# Incredibly Stressed trying to find ancestry dependant option



## Remybfg10k (Aug 18, 2015)

Hi All 

So stressed, I've just paid my Ancestry Visa and IHS of 5 years and now when I move onto my Wife's application (she, and my daughter are dependant applications) 

So we applied for them under Work, Non Points Based, Dependants more than 6 months 

Now when we move to the IHS part it only calculates the one year IHS charge?? 

We wanted to all attend our appointment on Friday, now only mine is confirmed, now the wife and I are panicking, did we apply for their dependant on my ancestry visa wrongly? 

Can anyone help please because I followed everything I could on this site!


----------



## Remybfg10k (Aug 18, 2015)

Sorry, to add, we are applying from inside South Africa, using the online application Visa4UK website, although I'm sure our stress would be almost zero if we could have used the paper based forms to apply!


----------



## Joppa (Sep 7, 2009)

You may have got it wrong. After selecting Dependant more than 6 months, after several pages you select ancestry dependant. Have you?


----------



## Remybfg10k (Aug 18, 2015)

Hi Joppa

Thanks for coming back to me so quickly

There has never been a page showing Ancestry Dependant, I can quickly re-apply and do a triple check on this


----------



## Joppa (Sep 7, 2009)

Someone told me there is. I can't check as I don't have an account with UKVI.


----------



## Remybfg10k (Aug 18, 2015)

So I have the application open in front of me, it is:

*Work - Non Points-Based Working visas - Dependants more than 6 Months*

Here is the core info sections:

_Passport and Travel Information
Personal Details and Travel History
Family Details
Employment and Income
Family and Friends in the UK
Medical Treatment
UK Sponsor
Additional Information_

We have now been through each section multiple times and cannot find anything regarding choosing this as an ancestral dependant

Under UK Sponsor, it also does not allow you to select Partner or Spouse (that option is just not available)

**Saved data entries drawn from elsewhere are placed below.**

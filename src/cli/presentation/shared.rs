//! Shared presentation helpers.

use crate::context::OptionValue;
use std::path::Path;

/// Strings print bare; everything else in TOML notation.
pub fn display_value(value: &OptionValue) -> String {
    match value {
        OptionValue::String(s) => s.clone(),
        other => other.to_string(),
    }
}

pub fn display_source(path: Option<&Path>) -> String {
    path.map(|p| p.display().to_string())
        .unwrap_or_else(|| "-".to_string())
}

Does any of the above help in shedding more light?


----------



## Joppa (Sep 7, 2009)

Clearly you aren't reaching the right page for ancestry dependant, applying for a 5-year visa. Can't help as I don't have an account.


----------



## Remybfg10k (Aug 18, 2015)

Do you think choosing Work - Non Points-Based Working visas - Dependants more than 6 Months could be the incorrect option for them?


----------



## Remybfg10k (Aug 18, 2015)

Another thought, I can register separately on the IHS website and pay the remaining 4 years NHS fee for my wife, and child, going to see if the IHS number gets linked

Update:

Nope, that doesn't work


----------



## Crawford (Jan 23, 2011)

Have you looked in the "UK sponsor" section?

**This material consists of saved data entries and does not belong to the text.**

//! Context stack builder: one pass over the slots for one invocation.

use crate::config::paths::SearchRoots;
use crate::config::search::SearchPlan;
use crate::config::sources::rc_file::{load_rc_file, parse_key, parse_value};
use crate::context::alias::AliasLoader;
use crate::context::defaults::core_defaults;
use crate::context::diagnostics::LoadLog;
use crate::context::stack::ContextStack;
use crate::context::types::{Context, ContextContribution, ContextSlot, OptionBag, OptionValue};
use crate::error::ContextError;
use std::path::PathBuf;
use tracing::{debug, info};

/// Option whose value (string or list of strings) adds alias search directories.
pub const ALIAS_PATH_OPTION: &str = "alias-path";

/// What the dispatcher knows about the current invocation.
#[derive(Debug, Clone, Default, PartialEq)]
pub struct Invocation {
    /// Active command name.
    pub command: String,
    /// `--config`: an rc file, or a directory holding one.
    pub config_path: Option<PathBuf>,
    /// `@alias` target, with or without the `@`.
    pub alias_target: Option<String>,
    /// CMS root directory.
    pub root: Option<PathBuf>,
    /// Site name under `<root>/sites/`; `default` when omitted.
    pub uri: Option<String>,
    /// Extra alias search directories.
    pub alias_paths: Vec<PathBuf>,
    /// Options parsed from the command line.
    pub overrides: OptionBag,
}

impl Invocation {
    pub fn new(command: impl Into<String>) -> Self {
        Self {
            command: command.into(),
            ..Default::default()
        }
    }

    /// `<root>/sites/<uri>`, when a root is known.
    pub fn site_dir(&self) -> Option<PathBuf> {
        let root = self.root.as_ref()?;
        let uri = self.uri.as_deref().unwrap_or("default");
        Some(root.join("sites").join(uri))
    }
}

/// Parse a command-line override: `key=value` (TOML value, bare text taken
/// as a string) or a bare `key` meaning `true`.
pub fn parse_override(raw: &str) -> Result<(String, OptionValue), ContextError> {
    let (key, value) = match raw.split_once('=') {
        Some((key, value)) => {
            let value = value.trim();
            let parsed =
                parse_value(value).unwrap_or_else(|_| OptionValue::String(value.to_string()));
            (key, parsed)
        }
        None => (raw, OptionValue::Boolean(true)),
    };
    let key = parse_key(key).map_err(|msg| ContextError::InvalidOverride(format!("{raw}: {msg}")))?;
    Ok((key, value))
}

/// Builds the [`ContextStack`] for one invocation.
pub struct ContextStackBuilder {
    invocation: Invocation,
    plan: SearchPlan,
    process: OptionBag,
    defaults: ContextContribution,
}

impl ContextStackBuilder {
    pub fn new(invocation: Invocation, roots: SearchRoots) -> Self {
        let plan = SearchPlan::new(roots)
            .with_custom(invocation.config_path.clone())
            .with_site_dir(invocation.site_dir())
            .with_backdrop_root(invocation.root.clone());
        let process = invocation.overrides.clone();
        Self {
            invocation,
            plan,
            process,
            defaults: core_defaults(),
        }
    }

    /// Version-gate another slot in addition to `system`.
    pub fn gate_slot(mut self, slot: ContextSlot) -> Self {
        self.plan = self.plan.gate_slot(slot);
        self
    }

    /// Inject a process-level option before the stack is frozen.
    pub fn with_process_override(mut self, name: impl Into<String>, value: OptionValue) -> Self {
        self.process.insert(name.into(), value);
        self
    }

    /// Replace the shipped core defaults.
    pub fn with_defaults(mut self, defaults: ContextContribution) -> Self {
        self.defaults = defaults;
        self
    }

    pub fn build(self) -> Result<ContextStack, ContextError> {
        let mut log = LoadLog::new();
        let mut contexts = Vec::new();

        for slot in ContextSlot::FILE_SLOTS {
            let probe = self.plan.probe(slot)?;
            log.record_skipped(probe.skipped);
            if probe.selected.is_empty() {
                debug!(slot = %slot, "No config source for slot");
                continue;
            }
            let mut contribution = ContextContribution::default();
            let mut source = None;
            for path in probe.selected {
                let path = dunce::canonicalize(&path).unwrap_or(path);
                contribution.overlay(load_rc_file(&path)?);
                info!(slot = %slot, path = %path.display(), "Loaded config source");
                log.record_loaded(slot, path.clone());
                source.get_or_insert(path);
            }
            let mut context = Context::new(slot, contribution);
            if let Some(path) = source {
                context = context.with_source(path);
            }
            contexts.push(context);
        }

        if let Some(target) = self.invocation.alias_target.as_deref() {
            let loader = self.alias_loader(&contexts);
            let alias = loader.load(target)?;
            if let Some(path) = alias.source_path() {
                log.record_loaded(ContextSlot::Alias, path.to_path_buf());
            }
            contexts.push(alias);
        }

        let mut process = Context::new(ContextSlot::Process, ContextContribution::default());
        process.generic_mut().extend(self.process);
        contexts.push(process);
        contexts.push(Context::new(ContextSlot::CoreDefault, self.defaults));

        Ok(ContextStack::from_parts(
            self.invocation.command,
            contexts,
            log,
        ))
    }

    /// Search order: site directory, `~/.brush`, system directory, then
    /// explicit paths from the invocation and from loaded config files.
    fn alias_loader(&self, loaded: &[Context]) -> AliasLoader {
        let roots = self.plan.roots();
        let mut loader = AliasLoader::new(roots.tool_name.clone());
        if let Some(site) = self.plan.site_dir() {
            loader.add_search_dir(site);
        }
        if let Some(home_tool) = roots.home_tool_dir() {
            loader.add_search_dir(home_tool);
        }
        loader.add_search_dir(roots.system_dir.clone());
        for dir in &self.invocation.alias_paths {
            loader.add_search_dir(dir.clone());
        }
        let mut configured: Vec<&Context> = loaded.iter().collect();
        configured.sort_by_key(|ctx| ctx.rank());
        for ctx in configured {
            match ctx.value_for(ALIAS_PATH_OPTION, &self.invocation.command) {
                Some((OptionValue::String(dir), _)) => loader.add_search_dir(dir.as_str()),
                Some((OptionValue::Array(dirs), _)) => {
                    for dir in dirs.iter().filter_map(OptionValue::as_str) {
                        loader.add_search_dir(dir);
                    }
                }
                _ => {}
            }
        }
        loader
    }
}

Some folks have said there is no option for husband/wife/relative etc and they have input friend and put in a letter saying there is no other option.

They have also mentioned that the option for Ancestry comes _way down_ in the form.


----------



## Crawford (Jan 23, 2011)

Take a look at this form which is to be used by those folks who cannot apply on line for work/ancestry visa.

Section 8.10 refers to dependents of ancestry visa holders and explains that the holder is the sponsor for the dependent.

Just wondered if this form is anything like the online one and whether you could deduce which section you needed to use on the online form.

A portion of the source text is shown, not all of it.